# WinCC 7 - neues Projekt kann nicht erstellt werden



## jack911 (12 Mai 2009)

hallo,
ich versuche in wincc 7 ein neues projekt anzulegen. es kommt nur die meldung "UNBEKANNTER FEHLER". 
danach kommt eine weitere fehlermeldung "PROJEKT KANN NICHT ANGELEGT WERDEN"
was mache ich falsch, bzw wo kann der fehler liegen?
(passiert bei einzelplatz und mehrplatz projekt)
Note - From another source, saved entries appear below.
use std::str::FromStr;

use rusqlite::{params, Connection, OptionalExtension};
use uuid::Uuid;

use super::{format_datetime, parse_datetime, parse_uuid};
use crate::db::DatabaseError;
use crate::models::enums::*;
use crate::models::*;

/// Joined administration row for the archive (medication name resolved).
#[derive(Debug, Clone)]
pub struct AdministrationArchiveRow {
    pub record: AdministrationRecord,
    pub medication_name: String,
    pub dosage: String,
}

pub fn insert_administration(
    conn: &Connection,
    medication_id: &Uuid,
    resident_id: &Uuid,
    input: &NewAdministration,
) -> Result<i64, DatabaseError> {
    conn.execute(
        "INSERT INTO administrations (medication_id, resident_id, administered_at, shift, action,
         staff_id, notes)
         VALUES (?1, ?2, ?3, ?4, ?5, ?6, ?7)",
        params![
            medication_id.to_string(),
            resident_id.to_string(),
            format_datetime(&input.administered_at),
            input.shift.as_str(),
            input.action.as_str(),
            input.staff_id.to_string(),
            input.notes,
        ],
    )?;
    Ok(conn.last_insert_rowid())
}

pub fn get_administration(
    conn: &Connection,
    id: i64,
) -> Result<Option<AdministrationRecord>, DatabaseError> {
    let row = conn
        .query_row(
            "SELECT id, medication_id, resident_id, administered_at, shift, action, staff_id, notes
             FROM administrations WHERE id = ?1",
            params![id],
            administration_tuple,
        )
        .optional()?;

    row.map(administration_from_tuple).transpose()
}

/// Administrations matching the structured part of `filter`, newest first.
///
/// `search` is not applied here: it also matches resident and staff names,
/// which only the directories can resolve.
pub fn list_administrations(
    conn: &Connection,
    filter: &AdministrationFilter,
) -> Result<Vec<AdministrationArchiveRow>, DatabaseError> {
    let mut sql = String::from(
        "SELECT a.id, a.medication_id, a.resident_id, a.administered_at, a.shift, a.action,
                a.staff_id, a.notes, m.name, m.dosage
         FROM administrations a
         JOIN medications m ON m.id = a.medication_id
         WHERE 1=1",
    );

    let mut params_vec: Vec<Box<dyn rusqlite::types::ToSql>> = Vec::new();
    let mut param_idx = 1;

    if let Some(from) = &filter.date_from {
        sql.push_str(&format!(" AND date(a.administered_at) >= ?{param_idx}"));
        params_vec.push(Box::new(from.to_string()));
        param_idx += 1;
    }

    if let Some(to) = &filter.date_to {
        sql.push_str(&format!(" AND date(a.administered_at) <= ?{param_idx}"));
        params_vec.push(Box::new(to.to_string()));
        param_idx += 1;
    }

    if let Some(shift) = &filter.shift {
        sql.push_str(&format!(" AND a.shift = ?{param_idx}"));
        params_vec.push(Box::new(shift.as_str()));
        param_idx += 1;
    }

    if let Some(medication_id) = &filter.medication_id {
        sql.push_str(&format!(" AND a.medication_id = ?{param_idx}"));
        params_vec.push(Box::new(medication_id.to_string()));
        param_idx += 1;
    }

    if let Some(resident_id) = &filter.resident_id {
        sql.push_str(&format!(" AND a.resident_id = ?{param_idx}"));
        params_vec.push(Box::new(resident_id.to_string()));
    }

    sql.push_str(" ORDER BY a.administered_at DESC, a.id DESC");

    let mut stmt = conn.prepare(&sql)?;
    let param_refs: Vec<&dyn rusqlite::types::ToSql> =
        params_vec.iter().map(|p| p.as_ref()).collect();

    let rows = stmt.query_map(param_refs.as_slice(), |row| {
        Ok((
            administration_tuple(row)?,
            row.get::<_, String>(8)?,
            row.get::<_, String>(9)?,
        ))
    })?;

    let mut out = Vec::new();
    for row in rows {
        let (tuple, medication_name, dosage) = row?;
        out.push(AdministrationArchiveRow {
            record: administration_from_tuple(tuple)?,
            medication_name,
            dosage,
        });
    }
    Ok(out)
}

type AdministrationTuple = (
    i64,
    String,
    String,
    String,
    String,
    String,
    String,
    Option<String>,
);

fn administration_tuple(row: &rusqlite::Row<'_>) -> Result<AdministrationTuple, rusqlite::Error> {
    Ok((
        row.get(0)?,
        row.get(1)?,
        row.get(2)?,
        row.get(3)?,
        row.get(4)?,
        row.get(5)?,
        row.get(6)?,
        row.get(7)?,
    ))
}

fn administration_from_tuple(
    tuple: AdministrationTuple,
) -> Result<AdministrationRecord, DatabaseError> {
    let (id, medication_id, resident_id, administered_at, shift, action, staff_id, notes) = tuple;
    Ok(AdministrationRecord {
        id,
        medication_id: parse_uuid(&medication_id)?,
        resident_id: parse_uuid(&resident_id)?,
        administered_at: parse_datetime(&administered_at)?,
        shift: Shift::from_str(&shift)?,
        action: AdministrationAction::from_str(&action)?,
        staff_id: parse_uuid(&staff_id)?,
        notes,
    })
}

#[cfg(test)]
mod tests {
    use chrono::NaiveDate;

    use super::*;
    use crate::db::repository::test_support::*;
    use crate::db::sqlite::open_memory_database;

    fn input(med: Uuid, action: AdministrationAction, shift: Shift, day: u32) -> NewAdministration {
        NewAdministration {
            medication_id: med,
            action,
            shift,
            staff_id: Uuid::new_v4(),
            notes: None,
            administered_at: NaiveDate::from_ymd_opt(2026, 3, day)
                .unwrap()
                .and_hms_opt(8, 0, 0)
                .unwrap(),
        }
    }

    #[test]
    fn insert_assigns_increasing_ids() {
        let conn = open_memory_database().unwrap();
        let resident = seed_resident(&conn, "Ada", "Lovelace");
        let med = seed_medication(&conn, resident, "Sertraline", 30);

        let first = insert_administration(
            &conn,
            &med,
            &resident,
            &input(med, AdministrationAction::Administered, Shift::Morning, 1),
        )
        .unwrap();
        let second = insert_administration(
            &conn,
            &med,
            &resident,
            &input(med, AdministrationAction::Refused, Shift::Evening, 1),
        )
        .unwrap();
        assert!(second > first);

        let stored = get_administration(&conn, second).unwrap().unwrap();
        assert_eq!(stored.action, AdministrationAction::Refused);
        assert_eq!(stored.resident_id, resident);
    }

    #[test]
    fn list_filters_by_inclusive_date_range_and_shift() {
        let conn = open_memory_database().unwrap();
        let resident = seed_resident(&conn, "Ada", "Lovelace");
        let med = seed_medication(&conn, resident, "Sertraline", 30);
        for (day, shift) in [(1, Shift::Morning), (2, Shift::Night), (3, Shift::Morning), (5, Shift::Morning)] {
            insert_administration(
                &conn,
                &med,
                &resident,
                &input(med, AdministrationAction::Administered, shift, day),
            )
            .unwrap();
        }

        let filter = AdministrationFilter {
            date_from: NaiveDate::from_ymd_opt(2026, 3, 1),
            date_to: NaiveDate::from_ymd_opt(2026, 3, 3),
            shift: Some(Shift::Morning),
            ..Default::default()
        };
        let rows = list_administrations(&conn, &filter).unwrap();
        assert_eq!(rows.len(), 2);
        assert!(rows[0].record.administered_at > rows[1].record.administered_at);
        assert_eq!(rows[0].medication_name, "Sertraline");
    }
}
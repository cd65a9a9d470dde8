//! Request logging middleware.
//!
//! Logs method, path, status and latency of every API request.

use std::time::Instant;

use axum::http::Request;
use axum::middleware::Next;
use axum::response::Response;

pub async fn log_access(req: Request<axum::body::Body>, next: Next) -> Response {
    let method = req.method().clone();
    let path = req.uri().path().to_string();
    let started = Instant::now();

    let response = next.run(req).await;

    let status = response.status().as_u16();
    let latency_ms = started.elapsed().as_millis() as u64;
    if response.status().is_server_error() {
        tracing::error!(%method, path, status, latency_ms, "API request failed");
    } else {
        tracing::info!(%method, path, status, latency_ms, "API request");
    }

    response
}
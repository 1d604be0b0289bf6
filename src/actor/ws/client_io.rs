use std::io::{self, ErrorKind};
use std::net::{SocketAddr, TcpStream};
use std::time::Duration;

use crossbeam::channel::{Receiver, TryRecvError};
use tungstenite::protocol::Message;
use tungstenite::{HandshakeError, WebSocket};
use url::Url;

use super::Outbound;
use crate::actor::messages::EventSink;
use crate::actor::transport::TransportError;

/// Sleep between polls when the socket has nothing to read
const POLL_INTERVAL: Duration = Duration::from_millis(20);

/// Socket thread entry: dial, report the outcome, then serve the channel.
pub(super) fn run_channel(
    target: Url,
    timeout: Duration,
    outbound: Receiver<Outbound>,
    events: EventSink,
) {
    let mut ws = match dial(&target, timeout) {
        Ok(ws) => ws,
        Err(e) => {
            events.open_failed(describe(&e));
            return;
        }
    };

    crate::debug!("ws"; "handshake complete: {}", target);
    if !events.opened() {
        let _ = ws.close(None);
        let _ = ws.flush();
        return;
    }
    socket_loop(ws, outbound, events);
}

/// Resolve, connect and handshake, each step bounded by `timeout`.
/// The returned socket is non-blocking.
fn dial(target: &Url, timeout: Duration) -> Result<WebSocket<TcpStream>, TransportError> {
    let url = target.as_str();
    let addrs = target
        .socket_addrs(|| Some(80))
        .map_err(|e| TransportError::Connect(url.into(), e))?;
    let stream = connect_any(&addrs, timeout).map_err(|e| match e.kind() {
        ErrorKind::TimedOut | ErrorKind::WouldBlock => TransportError::Timeout(url.into()),
        _ => TransportError::Connect(url.into(), e),
    })?;

    let bound = |stream: &TcpStream, limit: Option<Duration>| {
        stream
            .set_read_timeout(limit)
            .and_then(|()| stream.set_write_timeout(limit))
    };
    bound(&stream, Some(timeout)).map_err(|e| TransportError::Connect(url.into(), e))?;

    let (ws, _response) = tungstenite::client(url, stream).map_err(|e| match e {
        // Read/write timeouts surface as an interrupted handshake
        HandshakeError::Interrupted(_) => TransportError::Timeout(url.into()),
        HandshakeError::Failure(tungstenite::Error::Io(e))
            if matches!(e.kind(), ErrorKind::TimedOut | ErrorKind::WouldBlock) =>
        {
            TransportError::Timeout(url.into())
        }
        HandshakeError::Failure(e) => TransportError::Handshake(e.to_string()),
    })?;

    bound(ws.get_ref(), None)
        .and_then(|()| ws.get_ref().set_nonblocking(true))
        .map_err(|e| TransportError::Connect(url.into(), e))?;
    Ok(ws)
}

/// Connect to the first address that accepts within `timeout`.
fn connect_any(addrs: &[SocketAddr], timeout: Duration) -> io::Result<TcpStream> {
    let mut last = io::Error::new(ErrorKind::NotFound, "host resolved to no addresses");
    for addr in addrs {
        match TcpStream::connect_timeout(addr, timeout) {
            Ok(stream) => return Ok(stream),
            Err(e) => last = e,
        }
    }
    Err(last)
}

/// Error text including its io cause.
fn describe(error: &TransportError) -> String {
    match std::error::Error::source(error) {
        Some(source) => format!("{error}: {source}"),
        None => error.to_string(),
    }
}

/// Socket thread: flush queued frames, poll for inbound ones, report
/// everything through `events`. Exits when the channel closes, fails, or
/// the session stops listening.
fn socket_loop(
    mut ws: WebSocket<TcpStream>,
    outbound: Receiver<Outbound>,
    events: EventSink,
) {
    loop {
        if !drain_outbound(&mut ws, &outbound, &events) {
            return;
        }

        // Non-blocking read
        match ws.read() {
            Ok(Message::Text(text)) => {
                if !events.message(text.as_str().to_owned()) {
                    let _ = ws.close(None);
                    return;
                }
            }
            Ok(Message::Close(frame)) => {
                let reason = frame
                    .map(|f| f.reason.as_str().to_owned())
                    .filter(|r| !r.is_empty());
                crate::debug!("ws"; "server closed channel {}", events.generation());
                // Send the queued close reply
                let _ = ws.flush();
                events.closed(reason);
                return;
            }
            // Ping/pong are answered by tungstenite; binary frames are not part of the protocol
            Ok(_) => {}
            Err(tungstenite::Error::Io(ref e)) if e.kind() == ErrorKind::WouldBlock => {
                std::thread::sleep(POLL_INTERVAL);
            }
            Err(tungstenite::Error::ConnectionClosed | tungstenite::Error::AlreadyClosed) => {
                events.closed(None);
                return;
            }
            Err(e) => {
                events.error(e.to_string());
                return;
            }
        }
    }
}

/// Send everything queued by the session. Returns false when the loop
/// should stop.
fn drain_outbound(
    ws: &mut WebSocket<TcpStream>,
    outbound: &Receiver<Outbound>,
    events: &EventSink,
) -> bool {
    loop {
        match outbound.try_recv() {
            Ok(Outbound::Text(text)) => {
                if let Err(e) = write(ws, Message::Text(text.into())) {
                    events.error(e.to_string());
                    return false;
                }
            }
            Ok(Outbound::Close) => {
                let _ = ws.close(None);
                let _ = ws.flush();
                return false;
            }
            Err(TryRecvError::Empty) => return true,
            // Session dropped its handle without closing
            Err(TryRecvError::Disconnected) => {
                let _ = ws.close(None);
                let _ = ws.flush();
                return false;
            }
        }
    }
}

/// Write a frame. `WouldBlock` leaves the frame buffered; the next read
/// flushes it.
fn write(ws: &mut WebSocket<TcpStream>, message: Message) -> tungstenite::Result<()> {
    match ws.send(message) {
        Err(tungstenite::Error::Io(ref e)) if e.kind() == ErrorKind::WouldBlock => Ok(()),
        other => other,
    }
}
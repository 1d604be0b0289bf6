//! WebSocket Transport
//!
//! Dials `ws://` urls with tungstenite. Each channel gets its own socket
//! thread that connects, runs the handshake, and then owns the
//! (non-blocking) socket. Nothing here blocks the session loop:
//!
//! ```text
//! Session --[Outbound]--> socket thread --frames--> server
//!    ^                         |
//!    +-----[SessionEvent]------+   Opened | OpenFailed, then messages
//! ```

mod client_io;

use std::time::Duration;

use crossbeam::channel::{self, Sender};
use url::Url;

use super::messages::EventSink;
use super::transport::{Channel, Connector, TransportError};

/// Upper bound for TCP connect and handshake when none is configured.
pub const DEFAULT_CONNECT_TIMEOUT: Duration = Duration::from_secs(5);

/// Frames queued for the socket thread.
#[derive(Debug)]
enum Outbound {
    Text(String),
    Close,
}

/// Connector for plain `ws://` endpoints.
#[derive(Debug, Clone, Copy)]
pub struct WsConnector {
    /// Bound for each of connect, handshake read and handshake write
    timeout: Duration,
}

impl Default for WsConnector {
    fn default() -> Self {
        Self::with_timeout(DEFAULT_CONNECT_TIMEOUT)
    }
}

impl WsConnector {
    /// A zero timeout is raised to one millisecond.
    pub fn with_timeout(timeout: Duration) -> Self {
        Self {
            timeout: timeout.max(Duration::from_millis(1)),
        }
    }

    pub fn timeout(&self) -> Duration {
        self.timeout
    }
}

/// Sending half of a tungstenite channel.
#[derive(Debug)]
pub struct WsChannel {
    outbound: Sender<Outbound>,
}

impl Connector for WsConnector {
    type Channel = WsChannel;

    fn open(&self, url: &str, events: EventSink) -> Result<WsChannel, TransportError> {
        let target =
            Url::parse(url).map_err(|e| TransportError::InvalidUrl(url.into(), e.to_string()))?;
        if target.scheme() != "ws" {
            return Err(TransportError::UnsupportedScheme(target.scheme().into()));
        }
        if target.host_str().is_none_or(str::is_empty) {
            return Err(TransportError::InvalidUrl(url.into(), "missing host".into()));
        }

        let (tx, rx) = channel::unbounded();
        let timeout = self.timeout;
        std::thread::Builder::new()
            .name(format!("relive-ws-{}", events.generation()))
            .spawn(move || client_io::run_channel(target, timeout, rx, events))
            .map_err(TransportError::Spawn)?;

        Ok(WsChannel { outbound: tx })
    }
}

impl Channel for WsChannel {
    fn send_text(&mut self, text: String) -> Result<(), TransportError> {
        self.outbound
            .send(Outbound::Text(text))
            .map_err(|_| TransportError::Closed)
    }

    fn close(&mut self) {
        let _ = self.outbound.send(Outbound::Close);
    }
}
//! Command-line interface module.

mod args;

pub use args::{Cli, Commands};
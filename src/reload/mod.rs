//! Reload Module
//!
//! Decides what a change batch does to the live document.
//!
//! # Architecture
//!
//! ```text
//! Session --raw text--> Dispatcher --changes--> ChangeApplier --> Document
//!                        (decode)                (patch/reload)
//! ```
//!
//! # Modules
//!
//! - `message` - Wire protocol (envelope, change descriptors, hello)
//! - `dispatch` - First-message guard and routing by message type
//! - `apply` - Per-descriptor decision engine

pub mod apply;
pub mod dispatch;
pub mod message;

pub use apply::{ApplyReport, ChangeApplier, ReloadCause};
pub use dispatch::{Dispatch, Dispatcher};
pub use message::{Action, ChangeDescriptor, ChangeKind, ClientMessage, ProtocolError};
//! Client configuration management for `relive.toml`.
//!
//! # Module Structure
//!
//! ```text
//! config/
//! ├── client.rs   # [client] section
//! ├── error.rs    # ConfigError
//! ├── util.rs     # url rewriting, config lookup
//! └── mod.rs      # ReliveConfig (this file)
//! ```
//!
//! # Sections
//!
//! | Section    | Purpose                                          |
//! |------------|--------------------------------------------------|
//! | `[client]` | Socket url, reconnect interval, autostart, page  |

mod client;
mod error;
mod util;

pub use client::{ClientConfig, DEFAULT_RECONNECT_MS};
pub use error::ConfigError;

use util::find_config_file;

use crate::{
    cli::{Cli, Commands},
    log,
};
use anyhow::{Context, Result};
use serde::{Deserialize, Serialize};
use std::{
    fs,
    path::{Path, PathBuf},
};

/// Root configuration structure representing relive.toml
#[derive(Debug, Clone, Default, Serialize, Deserialize)]
pub struct ReliveConfig {
    /// Absolute path to the config file (internal use only)
    #[serde(skip)]
    pub config_path: PathBuf,

    /// Directory relative paths are resolved against (internal use only)
    #[serde(skip)]
    pub root: PathBuf,

    /// Live-reload client settings
    #[serde(default)]
    pub client: ClientConfig,
}

impl ReliveConfig {
    /// Load configuration for the given CLI invocation.
    ///
    /// Searches upward from cwd for the config file. A missing file is not an
    /// error: defaults are used and the root is the current directory.
    pub fn load(cli: &Cli) -> Result<Self> {
        let cwd = std::env::current_dir().context("Failed to get current working directory")?;

        let mut config = match find_config_file(&cli.config, &cwd) {
            Some(path) => {
                let mut config = Self::from_path(&path)?;
                config.root = path.parent().map(Path::to_path_buf).unwrap_or(cwd);
                config.config_path = path;
                config
            }
            None => {
                crate::debug!("config"; "{} not found, using defaults", cli.config.display());
                Self {
                    config_path: cwd.join(&cli.config),
                    root: cwd,
                    ..Self::default()
                }
            }
        };

        config.apply_command_options(cli);
        config.client.validate()?;
        if let Some(warning) = config.client.scheme_warning() {
            log!("warning"; "{}", warning);
        }
        Ok(config)
    }

    /// Parse configuration from TOML string
    pub fn from_str(content: &str) -> Result<Self> {
        let config: Self = toml::from_str(content).map_err(ConfigError::from)?;
        Ok(config)
    }

    /// Load configuration from file path with unknown field detection.
    fn from_path(path: &Path) -> Result<Self> {
        let content =
            fs::read_to_string(path).map_err(|err| ConfigError::Io(path.to_path_buf(), err))?;

        let (config, ignored) = Self::parse_with_ignored(&content)?;
        if !ignored.is_empty() {
            Self::print_unknown_fields_warning(&ignored, path);
        }

        Ok(config)
    }

    /// Parse TOML content, collecting any unknown fields.
    fn parse_with_ignored(content: &str) -> Result<(Self, Vec<String>)> {
        let mut ignored = Vec::new();
        let deserializer = toml::Deserializer::new(content);
        let config = serde_ignored::deserialize(deserializer, |path: serde_ignored::Path| {
            ignored.push(path.to_string());
        })
        .map_err(ConfigError::from)?;
        Ok((config, ignored))
    }

    fn print_unknown_fields_warning(fields: &[String], path: &Path) {
        let display_path = path
            .file_name()
            .map(|n| n.to_string_lossy())
            .unwrap_or_else(|| path.to_string_lossy());
        log!("warning"; "ignoring unknown fields in {}: {}", display_path, fields.join(", "));
    }

    /// Apply `watch` command overrides.
    fn apply_command_options(&mut self, cli: &Cli) {
        if let Some(Commands::Watch {
            page,
            url,
            interval,
        }) = &cli.command
        {
            Self::update_option(&mut self.client.page, page.as_ref());
            Self::update_option(&mut self.client.url, url.as_ref());
            Self::update_option(&mut self.client.reconnect_interval, interval.as_ref());
        }
    }

    /// Update config option if CLI value is provided.
    fn update_option<T: Clone>(config_option: &mut T, cli_option: Option<&T>) {
        if let Some(option) = cli_option {
            *config_option = option.clone();
        }
    }

    /// Absolute path of the page seeding the document, with `~` expanded.
    pub fn page_path(&self) -> PathBuf {
        let raw = self.client.page.to_string_lossy();
        let expanded = PathBuf::from(shellexpand::tilde(&raw).into_owned());
        if expanded.is_relative() {
            self.root.join(expanded)
        } else {
            expanded
        }
    }
}

/// Parse config and panic on unknown fields (to catch config typos in tests).
#[cfg(test)]
pub fn test_parse_config(content: &str) -> ReliveConfig {
    let (parsed, ignored) = ReliveConfig::parse_with_ignored(content).unwrap();
    assert!(
        ignored.is_empty(),
        "test config has unknown fields: {:?}",
        ignored
    );
    parsed
}

#[cfg(test)]
mod tests {
    use super::*;
    use clap::Parser;
    use tempfile::TempDir;

    #[test]
    fn test_from_str_invalid_toml() {
        assert!(ReliveConfig::from_str("[client\nurl = \"ws://x\"").is_err());
    }

    #[test]
    fn test_unknown_fields_detected() {
        let content = "[client]\nautostart = false\nretries = 3\n[server]\nport = 1";
        let (config, ignored) = ReliveConfig::parse_with_ignored(content).unwrap();

        assert!(!config.client.autostart);
        assert!(ignored.iter().any(|f| f == "client.retries"));
        assert!(ignored.iter().any(|f| f.contains("server")));
    }

    #[test]
    fn test_no_unknown_fields() {
        let (_, ignored) =
            ReliveConfig::parse_with_ignored("[client]\nurl = \"ws://localhost/~watch.js\"")
                .unwrap();
        assert!(ignored.is_empty());
    }

    #[test]
    fn test_watch_args_override_file() {
        let mut config = test_parse_config("[client]\nurl = \"ws://a/\"\nreconnect_interval = 50");
        let cli = Cli::parse_from(["relive", "watch", "docs/page.html", "-u", "ws://b/"]);
        config.apply_command_options(&cli);

        assert_eq!(config.client.url, "ws://b/");
        assert_eq!(config.client.reconnect_interval, 50);
        assert_eq!(config.client.page, PathBuf::from("docs/page.html"));
    }

    #[test]
    fn test_page_path_relative_to_root() {
        let dir = TempDir::new().unwrap();
        let config = ReliveConfig {
            root: dir.path().to_path_buf(),
            ..ReliveConfig::default()
        };
        assert_eq!(config.page_path(), dir.path().join("index.html"));

        let absolute = ReliveConfig {
            client: ClientConfig {
                page: dir.path().join("other.html"),
                ..ClientConfig::default()
            },
            ..ReliveConfig::default()
        };
        assert_eq!(absolute.page_path(), dir.path().join("other.html"));
    }

    #[test]
    fn test_from_path_reads_file() {
        let dir = TempDir::new().unwrap();
        let path = dir.path().join("relive.toml");
        fs::write(&path, "[client]\nautostart = false\n").unwrap();

        let config = ReliveConfig::from_path(&path).unwrap();
        assert!(!config.client.autostart);

        let missing = ReliveConfig::from_path(&dir.path().join("absent.toml"));
        assert!(missing.is_err());
    }
}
SP1 habe ich nicht installiert...
danke


----------



## david.ka (9 August 2012)

Hallo,
hast du eine Lösung gefungen? ich habe momentan dasselbe Problem


----------



## martin1988 (9 August 2012)

Hi david,

willst du ein Projekt im Simatic Manager anlegen oder ein Stand alone Projekt erstellen?
Welche Version benutzt du?


----------



## david.ka (10 August 2012)

im WinCC Explorer.

WinCC 7.0 SP3 Upd1 auf einer WinXP SP3 Maschine


----------



## Markus Rupp (10 August 2012)

also ein standalone-projekt

wo (exakter pfad) versucht du das projekt anzulegen?
was sagen log-files?
existiert der pfad auf den du anlegen möchtest?
wie soll der gewählte projektname lauten?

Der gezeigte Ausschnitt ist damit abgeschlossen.